Hello! I am a Licensed Professional Counselor. I enjoy getting to know my patients and helping them make progress. Its exciting to see people make breakthroughs and start to feel better. I hope to get to know you and help you gain more understanding of yourself. I will pass on useful knowledge to help you find relief and get closer to your goals. I have been working as a counselor for 9 years. I learned a lot while working in a hospital and a clinic during the early part of my career. Now I do online therapy with patients from all over Texas. I have experience working with males and females of all ages & with many different needs and diagnoses.

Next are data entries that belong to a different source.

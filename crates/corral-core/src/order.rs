//! Total orders for sorting and ordered membership.

use std::cmp::Ordering;

/// A total order over `T`.
///
/// Plain closures `Fn(&T, &T) -> Ordering` implement this trait, so any
/// two-argument comparison function can be passed where a comparator is
/// expected.
pub trait Comparator<T: ?Sized> {
    /// Compare two values.
    fn compare(&self, a: &T, b: &T) -> Ordering;
}

/// The natural order of a type, via its `Ord` implementation.
#[derive(Clone, Copy, Debug, Default, PartialEq, Eq)]
pub struct Natural;

impl<T: Ord + ?Sized> Comparator<T> for Natural {
    fn compare(&self, a: &T, b: &T) -> Ordering {
        a.cmp(b)
    }
}

impl<T, F> Comparator<T> for F
where
    T: ?Sized,
    F: Fn(&T, &T) -> Ordering,
{
    fn compare(&self, a: &T, b: &T) -> Ordering {
        self(a, b)
    }
}
//! Hashed associative storage for corral collections.
//!
//! [`HashTable`] is the engine: a bucketed hash index over an
//! insertion-ordered entry log. [`HashMap`] and [`HashSet`] are thin views
//! that present map and set capabilities on top of it, including set
//! algebra.
//!
//! Key identity is pluggable through [`KeyContract`](corral_core::KeyContract):
//! structural `Hash + Eq` by default, or an object-style
//! [`Hashable`](corral_core::Hashable) capability, or closures.

#![deny(missing_docs)]
#![deny(rustdoc::broken_intra_doc_links)]
#![forbid(unsafe_code)]

pub mod config;
pub mod map;
pub mod set;
pub mod table;

pub use config::TableConfig;
pub use map::HashMap;
pub use set::HashSet;
pub use table::HashTable;
//! Long seeded workloads checked against an insertion-ordered model.

use corral_core::{ByHashable, CollectionError};
use corral_table::{HashMap, HashTable, TableConfig};
use corral_test_utils::{churn_script, ChurnOp, CollidingKey, ModelTable};

fn replay(seed: u64, config: TableConfig) {
    let mut table = HashTable::with_config(config).unwrap();
    let mut model = ModelTable::new();
    for op in churn_script(seed, 5_000, 97) {
        match op {
            ChurnOp::Put { key, value } => {
                assert_eq!(table.put(key, value), model.put(key, value));
            }
            ChurnOp::Remove { key } => {
                assert_eq!(table.take(&key), model.remove(&key));
            }
            ChurnOp::Get { key } => {
                assert_eq!(table.try_get(&key), model.get(&key));
            }
        }
        assert_eq!(table.len(), model.len());
    }
    let got: Vec<_> = table.iter().collect();
    let expected: Vec<_> = model.pairs().collect();
    assert_eq!(got, expected);
    for position in [0, model.len() / 2, model.len().saturating_sub(1)] {
        if let Some((key, value)) = model.get_index(position) {
            assert_eq!(table.skip(position), Ok((key, value)));
        }
    }
}

#[test]
fn default_config_matches_model() {
    for seed in 0..4 {
        replay(seed, TableConfig::new());
    }
}

#[test]
fn eager_compaction_matches_model() {
    let config = TableConfig {
        initial_buckets: 1,
        load_factor: 1.0,
        compaction_ratio: 0.0,
    };
    replay(42, config);
}

#[test]
fn lazy_compaction_matches_model() {
    let config = TableConfig {
        compaction_ratio: 8.0,
        ..TableConfig::new()
    };
    replay(7, config);
}

#[test]
fn single_bucket_map_still_resolves_every_key() {
    let mut map = HashMap::with_contract(ByHashable);
    let mut model = ModelTable::new();
    for op in churn_script(99, 1_000, 40) {
        match op {
            ChurnOp::Put { key, value } => {
                assert_eq!(map.put(CollidingKey(key), value), model.put(key, value));
            }
            ChurnOp::Remove { key } => {
                assert_eq!(map.take(&CollidingKey(key)), model.remove(&key));
            }
            ChurnOp::Get { key } => {
                let expected = model.get(&key).ok_or(CollectionError::NotFound);
                assert_eq!(map.get(&CollidingKey(key)), expected);
            }
        }
    }
    let keys: Vec<u32> = map.iter().map(|(key, _)| key.0).collect();
    let expected: Vec<u32> = model.keys().copied().collect();
    assert_eq!(keys, expected);
}
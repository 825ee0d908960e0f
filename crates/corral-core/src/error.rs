//! Error types for corral collections.
//!
//! Every fallible operation in the workspace reports one of the
//! [`CollectionError`] variants below. Errors are raised synchronously at
//! the violating call and never leave a structure partially mutated.

use std::error::Error;
use std::fmt;

/// Errors raised by collection operations.
#[derive(Clone, Debug, PartialEq, Eq)]
pub enum CollectionError {
    /// An index fell outside the valid bounds for the operation.
    ///
    /// Valid indices are `[0, len)`. Operations that accept the one-past-end
    /// position (e.g. `insert`) report `len` as their exclusive bound plus one.
    OutOfRange {
        /// The rejected index.
        index: usize,
        /// Exclusive upper bound of the valid index range.
        len: usize,
    },
    /// A removal or peek was attempted on an empty structure.
    Underflow,
    /// A key lookup found no matching entry.
    NotFound,
    /// An argument was structurally invalid (bad range, bad config value).
    InvalidArgument {
        /// Description of the rejected argument.
        reason: String,
    },
    /// The operation is not supported by this structure.
    Unsupported {
        /// Name of the rejected operation.
        operation: &'static str,
    },
}

impl CollectionError {
    /// Shorthand for [`CollectionError::InvalidArgument`].
    pub fn invalid(reason: impl Into<String>) -> Self {
        Self::InvalidArgument {
            reason: reason.into(),
        }
    }

    /// Check `index < len`, returning [`CollectionError::OutOfRange`] otherwise.
    pub fn check_index(index: usize, len: usize) -> Result<(), Self> {
        if index < len {
            Ok(())
        } else {
            Err(Self::OutOfRange { index, len })
        }
    }
}

impl fmt::Display for CollectionError {
    fn fmt(&self, f: &mut fmt::Formatter<'_>) -> fmt::Result {
        match self {
            Self::OutOfRange { index, len } => {
                write!(f, "index {index} out of range: expected 0 <= index < {len}")
            }
            Self::Underflow => write!(f, "collection is empty"),
            Self::NotFound => write!(f, "key not found"),
            Self::InvalidArgument { reason } => write!(f, "invalid argument: {reason}"),
            Self::Unsupported { operation } => {
                write!(f, "operation not supported: {operation}")
            }
        }
    }
}

impl Error for CollectionError {}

I am used to working with people who have problems related to depression, all types of anxiety, anger, stress, trauma and relationship issues.

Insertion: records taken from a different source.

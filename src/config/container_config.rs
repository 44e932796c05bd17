use serde::{Deserialize, Serialize};
use std::collections::HashMap;

use crate::errors::ConfigError;

pub const ENV_ALLOW_PROVIDER_RESOURCES: &str = "WIRING_ALLOW_PROVIDER_RESOURCES";
pub const ENV_USE_DEFAULT_PROVIDERS: &str = "WIRING_USE_DEFAULT_PROVIDERS";

/// 容器行为配置
#[derive(Debug, Clone, Copy, PartialEq, Eq, Serialize, Deserialize)]
#[serde(default)]
pub struct ContainerConfig {
    /// 是否允许直接请求提供者的私有资源与覆盖资源
    pub allow_provider_resources: bool,
    /// 只声明了模块的注册在关闭时是否回退到模块的默认提供者
    pub use_default_providers: bool,
}

impl Default for ContainerConfig {
    fn default() -> Self {
        Self {
            allow_provider_resources: false,
            use_default_providers: true,
        }
    }
}

/// Configuration as read from a file: every field optional.
#[derive(Deserialize, Debug, Default, Clone, PartialEq, Eq)]
pub struct PartialContainerConfig {
    pub allow_provider_resources: Option<bool>,
    pub use_default_providers: Option<bool>,
}

impl ContainerConfig {
    /// Permissive preset, mostly useful in tests that poke at provider internals.
    pub fn permissive() -> Self {
        Self {
            allow_provider_resources: true,
            use_default_providers: true,
        }
    }

    pub fn with_provider_resources(mut self, allow: bool) -> Self {
        self.allow_provider_resources = allow;
        self
    }

    pub fn with_default_providers(mut self, enabled: bool) -> Self {
        self.use_default_providers = enabled;
        self
    }

    pub fn from_toml_str(content: &str) -> Result<Self, ConfigError> {
        let partial: PartialContainerConfig =
            toml::from_str(content).map_err(ConfigError::TomlParse)?;
        Ok(Self::from_partial_and_env(Some(partial), &HashMap::new()))
    }

    pub fn to_toml_string(&self) -> Result<String, ConfigError> {
        toml::to_string(self).map_err(ConfigError::TomlSerialize)
    }

    /// 文件配置优先，其次环境变量，最后是默认值
    pub fn from_partial_and_env(
        partial: Option<PartialContainerConfig>,
        env_map: &HashMap<String, String>,
    ) -> Self {
        let partial = partial.unwrap_or_default();
        let defaults = Self::default();
        let env_flag = |key: &str| env_map.get(key).and_then(|value| parse_flag(value));

        Self {
            allow_provider_resources: partial
                .allow_provider_resources
                .or_else(|| env_flag(ENV_ALLOW_PROVIDER_RESOURCES))
                .unwrap_or(defaults.allow_provider_resources),
            use_default_providers: partial
                .use_default_providers
                .or_else(|| env_flag(ENV_USE_DEFAULT_PROVIDERS))
                .unwrap_or(defaults.use_default_providers),
        }
    }
}

fn parse_flag(value: &str) -> Option<bool> {
    match value.trim().to_ascii_lowercase().as_str() {
        "1" | "true" | "yes" | "on" => Some(true),
        "0" | "false" | "no" | "off" => Some(false),
        _ => None,
    }
}

#[cfg(test)]
mod tests {
    use super::*;

    #[test]
    fn test_defaults() {
        let config = ContainerConfig::default();
        assert!(!config.allow_provider_resources);
        assert!(config.use_default_providers);
    }

    #[test]
    fn test_from_toml_str_fills_missing_fields() {
        let config = ContainerConfig::from_toml_str("allow_provider_resources = true\n").unwrap();
        assert!(config.allow_provider_resources);
        assert!(config.use_default_providers);

        let empty = ContainerConfig::from_toml_str("").unwrap();
        assert_eq!(empty, ContainerConfig::default());
    }

    #[test]
    fn test_invalid_toml() {
        let err = ContainerConfig::from_toml_str("allow_provider_resources = \"maybe\"").unwrap_err();
        assert!(matches!(err, ConfigError::TomlParse(_)));
    }

    #[test]
    fn test_toml_round_trip() {
        let config = ContainerConfig::permissive().with_default_providers(false);
        let text = config.to_toml_string().unwrap();
        assert!(text.contains("use_default_providers = false"));
        assert_eq!(ContainerConfig::from_toml_str(&text).unwrap(), config);
    }

    #[test]
    fn test_file_values_win_over_env() {
        let mut env_map = HashMap::new();
        env_map.insert(ENV_ALLOW_PROVIDER_RESOURCES.to_string(), "yes".to_string());
        env_map.insert(ENV_USE_DEFAULT_PROVIDERS.to_string(), "off".to_string());

        let from_env = ContainerConfig::from_partial_and_env(None, &env_map);
        assert!(from_env.allow_provider_resources);
        assert!(!from_env.use_default_providers);

        let partial = PartialContainerConfig {
            allow_provider_resources: Some(false),
            use_default_providers: None,
        };
        let merged = ContainerConfig::from_partial_and_env(Some(partial), &env_map);
        assert!(!merged.allow_provider_resources);
        assert!(!merged.use_default_providers);
    }

    #[test]
    fn test_unparseable_env_flag_is_ignored() {
        let mut env_map = HashMap::new();
        env_map.insert(ENV_USE_DEFAULT_PROVIDERS.to_string(), "sometimes".to_string());
        let config = ContainerConfig::from_partial_and_env(None, &env_map);
        assert!(config.use_default_providers);
    }
}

What can clients expect to take away from sessions with you?

In our first appointment we will discuss what challenges you are facing and what has made you decide to come to therapy. We will talk about your history. We will also talk about your goals. This will help us build better understanding and give us direction for future appointments.

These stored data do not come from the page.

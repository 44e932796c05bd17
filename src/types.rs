//! 类型层级
//!
//! Rust 没有类继承，资源之间的"子类型"关系需要显式声明。
//! `TypeHierarchy` 记录每个类型声明的直接父类型，并实现唯一的兼容性判断：
//! 当 `offered` 等于 `required` 或者是它的（传递）后代时，`offered` 兼容 `required`。

use std::any::{Any, TypeId};
use std::collections::{HashMap, HashSet, VecDeque};
use std::fmt;
use std::hash::{Hash, Hasher};
use std::sync::Arc;

/// Identity of a Rust type as seen by the registry.
#[derive(Clone, Copy)]
pub struct TypeKey {
    id: TypeId,
    name: &'static str,
}

impl TypeKey {
    pub fn of<T: Any + ?Sized>() -> Self {
        Self {
            id: TypeId::of::<T>(),
            name: std::any::type_name::<T>(),
        }
    }

    pub fn type_id(&self) -> TypeId {
        self.id
    }

    /// Full type path, e.g. `alloc::string::String`.
    pub fn name(&self) -> &'static str {
        self.name
    }

    /// Last path segment, generics left intact.
    pub fn short_name(&self) -> &'static str {
        let base = self.name.split('<').next().unwrap_or(self.name);
        match base.rfind("::") {
            Some(pos) => &self.name[pos + 2..],
            None => self.name,
        }
    }
}

impl PartialEq for TypeKey {
    fn eq(&self, other: &Self) -> bool {
        self.id == other.id
    }
}

impl Eq for TypeKey {}

impl Hash for TypeKey {
    fn hash<H: Hasher>(&self, state: &mut H) {
        self.id.hash(state);
    }
}

impl fmt::Debug for TypeKey {
    fn fmt(&self, f: &mut fmt::Formatter<'_>) -> fmt::Result {
        write!(f, "TypeKey({})", self.name)
    }
}

impl fmt::Display for TypeKey {
    fn fmt(&self, f: &mut fmt::Formatter<'_>) -> fmt::Result {
        f.write_str(self.short_name())
    }
}

/// 显式类型层级表：类型 -> 直接父类型
#[derive(Debug, Clone, Default)]
pub struct TypeHierarchy {
    supertypes: HashMap<TypeKey, Vec<TypeKey>>,
}

impl TypeHierarchy {
    pub fn new() -> Self {
        Self::default()
    }

    /// 声明 `Sub` 是 `Super` 的子类型
    pub fn with_subtype<Sub: Any + ?Sized, Super: Any + ?Sized>(mut self) -> Self {
        self.declare(TypeKey::of::<Sub>(), TypeKey::of::<Super>());
        self
    }

    /// Records `sub <: sup`. Self-edges and duplicates are ignored.
    pub fn declare(&mut self, sub: TypeKey, sup: TypeKey) {
        if sub == sup {
            return;
        }
        let parents = self.supertypes.entry(sub).or_default();
        if !parents.contains(&sup) {
            parents.push(sup);
        }
    }

    /// Freezes the table for sharing between modules and providers.
    pub fn into_shared(self) -> Arc<Self> {
        Arc::new(self)
    }

    /// Direct supertypes declared for `ty`.
    pub fn supertypes(&self, ty: &TypeKey) -> &[TypeKey] {
        self.supertypes.get(ty).map(Vec::as_slice).unwrap_or(&[])
    }

    /// 兼容性判断：`offered` 是否可以用在需要 `required` 的位置
    pub fn is_compatible(&self, required: &TypeKey, offered: &TypeKey) -> bool {
        if required == offered {
            return true;
        }

        // 广度优先遍历祖先；层级表可能被错误地声明成环，用 visited 兜住
        let mut visited = HashSet::new();
        let mut queue: VecDeque<TypeKey> = self.supertypes(offered).iter().copied().collect();
        while let Some(current) = queue.pop_front() {
            if current == *required {
                return true;
            }
            if visited.insert(current) {
                queue.extend(self.supertypes(&current).iter().copied());
            }
        }
        false
    }

    /// `sub` is a descendant of `sup` and not `sup` itself.
    pub fn is_strict_subtype(&self, sup: &TypeKey, sub: &TypeKey) -> bool {
        sup != sub && self.is_compatible(sup, sub)
    }
}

Explain to clients what areas you feel are your biggest strengths.

I think my best strength is helping people feel safe enough to express themselves openly and honestly. I have several years of experience. I have studied a lot and taken a lot of extra trainings to build a thorough understanding of mental health and therapy.

Appointments

Virtual

My treatment methods

Cognitive Behavioral (CBT)

CBT can help you gain more self-awareness and relief from things like depression, habits, anger, and anxiety. CBT is all about understanding how your thoughts, feelings, and behaviors are connected to each other. As you learn more about how your thinking patterns and your behavior patterns are connected to the way you feel, you can start to make changes and improve your life.

Brainspotting

Brainspotting is a therapy technique that is more physical rather than verbal. During brainspotting, I would move a pointer, and you would follow the pointer with your eyes while trying to stay focused on how you feel in the present moment. While making eye movements, we are looking for eye positions that cause you to have reflexes. These reflexes are important because they can affect the way you feel. Some reflexes might cause you to feel more intense sensations, such as restless tension, nervousness, or not being able to sit still. Other reflexes can cause you to feel more relaxed or even sleepy. These reflexes are caused by positions of your eyes stimulating the parts of the brain that control our emotions and how our bodies respond to stress. Focusing on these reflexes allows your brain and body to practice calming down and dealing with stress, which is why brainspotting is especially useful for people who frequently go into fight or flight mode with severe issues like trauma, PTSD, and panic disorder. Brainspotting can also help people with other emotional issues such as addiction or depression. We can do brainspotting online if you have a computer or tablet and a camera. Bringing the screen a little closer to your face can help the process and makes it more like we are in the room together, think of it like wearing virtual reality goggles. Brainspotting is more gentle than some other forms of therapy because we can go through the process without having to talk about specific traumatic events. We just focus on your emotions and the way your body responds to the process, and you can talk just as much as you want to.

Gottman method

Dr. John Gottman is a psychologist who has been studying couples since the 1970's. He brings couples into his laboratory and studies the way they interact together and how their bodies responded to stress and arguments. Some couples come back to the laboratory year after year. John and his colleagues studied thousands of couples over the years and were able to identify traits and behaviors that couples had in common. They noticed that couples who were happy and stayed together had certain ways of communicating and responding to eachother, whereas couples who ended up being unhappy together or getting divorced also had different habits. He and his wife Julie, who is also a psychologist, put all this information together to help therapists teach clients how to work on painful issues, improve communication, and strengthen their connections.